Что бы это могло означать? Я стала читать дальше.
«Сделай так: возьми перо и на пяти листах, которые сложишь вчетверо, напиши пять вопросов, на которые больше всего хочешь получить ответ. Это любезность, которую я тебе хочу оказать. Но это и долг перед гостьей. Так пусть же она приоденется и захватит их с собой к ужину. A bientot ».
[52]
Письмо было подписано полным именем: Себастьяна д'Азур, и рядом с ее росчерком красовался знакомый набросок пером: жаба, сидящая в нижней половинке заглавной буквы «S».
Все, что предстало тогда передо мной на листке бумаги – и каллиграфический почерк, и затейливая роспись, и набросок, – все было настоящим произведением искусства. И мне вдруг стало ясно: именно Себастьяна была хозяйкою этой студии – всех этих рам, холстов, кистей и красок; и настенные росписи тоже были исполнены ею.
Всего пять вопросов? Я могла бы задать их пять сотен.
Себастьяна оказалась права, предположив, что я захочу принять ванну. Я в ней отчаянно нуждалась. А венецианская загадка решилась легко: при легком прикосновении к большой живописной панели, изображавшей обручение дожа с морем, та подалась, и моему взору открылась элегантнейшая из ванных комнат, образец восточной роскоши и комфорта! (Себастьяна, которая, как я узнала впоследствии, являлась не просто художницей, а была в свое время знаменитейшей портретисткой, не только расписала панель на венецианский сюжет, но и поработала как декоратор над самой ванной комнатою, а также сама украсила ее интерьер сценами из восточной жизни.)
Комната с низкими сводами была тускло освещена канделябрами, висящими на стенах кирпичного цвета. Сквозь облака пара, поднимающегося от недавно наполненной ванны, я могла заметить, что помещение довольно велико, всего вполовину меньше самой студии.
Утопленная же в пол ванна как таковая, скорее напоминающая бассейн, могла вместить небольшую компанию. Вдоль трех стен тянулись широкие банкетки, покрытые черной материей. А на четвертой стене, около двери, висела на золоченом пруте, высоту которого можно было регулировать в зависимости от роста купальщика, банная простыня для вытирания. Она была из мягкого индийского муслина; внизу ее украшала вышивка, дополнительный вес которой обеспечивал более плотное прилегание материи к телу… Какая роскошь. В этом было что-то… от римских оргий.
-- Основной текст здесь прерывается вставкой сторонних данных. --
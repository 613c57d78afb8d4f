use actix_web::{body, http::{header::ContentType, StatusCode}, HttpResponse};
use sea_orm::DbErr;
use thiserror::Error;

use crate::payroll::progress::ProgressError;

#[derive(Debug, Error)]
pub enum PayrollError {
    #[error("{0}")]
    Validation(String),

    #[error("payroll for {month:02}/{year} is already processed; use force rerun")]
    AlreadyProcessed { month: u32, year: i32 },

    #[error("database error: {0}")]
    Persistence(#[from] DbErr),
}

impl From<ProgressError> for PayrollError {
    fn from(err: ProgressError) -> Self {
        PayrollError::Validation(err.to_string())
    }
}

impl actix_web::error::ResponseError for PayrollError {
    fn error_response(&self) -> HttpResponse<body::BoxBody> {
        let message = match self {
            // Database details stay in the logs
            PayrollError::Persistence(_) => "payroll could not be saved".to_owned(),
            other => other.to_string(),
        };

        HttpResponse::build(self.status_code())
            .insert_header(ContentType::plaintext())
            .body(message)
    }

    fn status_code(&self) -> StatusCode {
        match self {
            PayrollError::Validation(_) => StatusCode::BAD_REQUEST,
            PayrollError::AlreadyProcessed { .. } => StatusCode::CONFLICT,
            PayrollError::Persistence(_) => StatusCode::INTERNAL_SERVER_ERROR,
        }
    }
}
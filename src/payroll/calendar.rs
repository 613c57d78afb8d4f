use chrono::{Datelike as _, NaiveDate};
use rust_decimal::Decimal;
use rust_decimal_macros::dec;

use crate::{consts::{PAYROLL_YEARS, PER_DAY_DP}, payroll::PayrollError, utils};

/// First and last day of the month, `None` for a month outside `1..=12`
pub fn month_bounds(month: u32, year: i32) -> Option<(NaiveDate, NaiveDate)> {
    let first = NaiveDate::from_ymd_opt(year, month, 1)?;
    let next = match month {
        12 => NaiveDate::from_ymd_opt(year + 1, 1, 1)?,
        _ => NaiveDate::from_ymd_opt(year, month + 1, 1)?,
    };

    Some((first, next.pred_opt()?))
}

/// Calendar days of a Gregorian month, 0 when the month is invalid
pub fn days_in_month(month: u32, year: i32) -> u32 {
    month_bounds(month, year)
        .map(|(_, last)| last.day())
        .unwrap_or(0)
}

/// Weight of one ordinary working day toward a 100% month
pub fn per_day_percent(month: u32, year: i32) -> Decimal {
    match days_in_month(month, year) {
        0 => Decimal::ZERO,
        days => utils::round(dec!(100) / Decimal::from(days), PER_DAY_DP),
    }
}

pub fn validate_period(month: u32, year: i32) -> Result<(), PayrollError> {
    if !(1..=12).contains(&month) {
        return Err(PayrollError::Validation(format!("invalid month `{month}`, expected 1-12")));
    }

    if !PAYROLL_YEARS.contains(&year) {
        return Err(PayrollError::Validation(format!(
            "invalid year `{year}`, expected {}-{}",
            PAYROLL_YEARS.start(),
            PAYROLL_YEARS.end()
        )));
    }

    Ok(())
}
Я обошла мраморную ванну кругом. Рядом с ней поблескивали пузатые медные чайники, в которых принесли горячую воду. (Кто и когда?) Я чуть не наступила на поднос, на коем стояла шоколадница, из которой мне предстояло налить почти кипящее какао, когда разденусь, войду в воду и погружусь в нее по самые плечи (сервиз был, конечно, из серебра).
Я ощутила себя в раю! Вода была в самый раз. (В монастыре мне приходилось мыться либо в слишком холодной, либо в чересчур горячей, чтобы не делать этого под посторонними взглядами.) Я закрыла глаза. Не могла не закрыть их. Откинулась назад – голова легла на подложенную кем-то подушечку. В этой воде – к большому смущению моему, подкрашенной настоем из розовых лепестков и ароматизированной ими – растворились все мои страхи.
Я нежилась. Прихлебывала шоколад. Вдруг, совсем неожиданно, я почувствовала, что вода остыла, а в помещении стало холодно и промозгло. Нужно было встать и уйти. Да и время, сколько его у меня еще? И тут я услышала… Нет, я скорее почувствовала. Движение. Шевеление теней, подобное тому, что я видела в библиотеке. А затем – действительно звук. Должно быть, он и прежде здесь раздавался, просто я тогда его не расслышала, убаюканная теплом воды, доходящей до краев ванны. Но теперь я услышала его отчетливо. Вот он опять: медленный, мерный звук… льющейся воды? Нет, не вода. Что-то гуще и тяжелее. Словно кто-то бросает в пруд камешки.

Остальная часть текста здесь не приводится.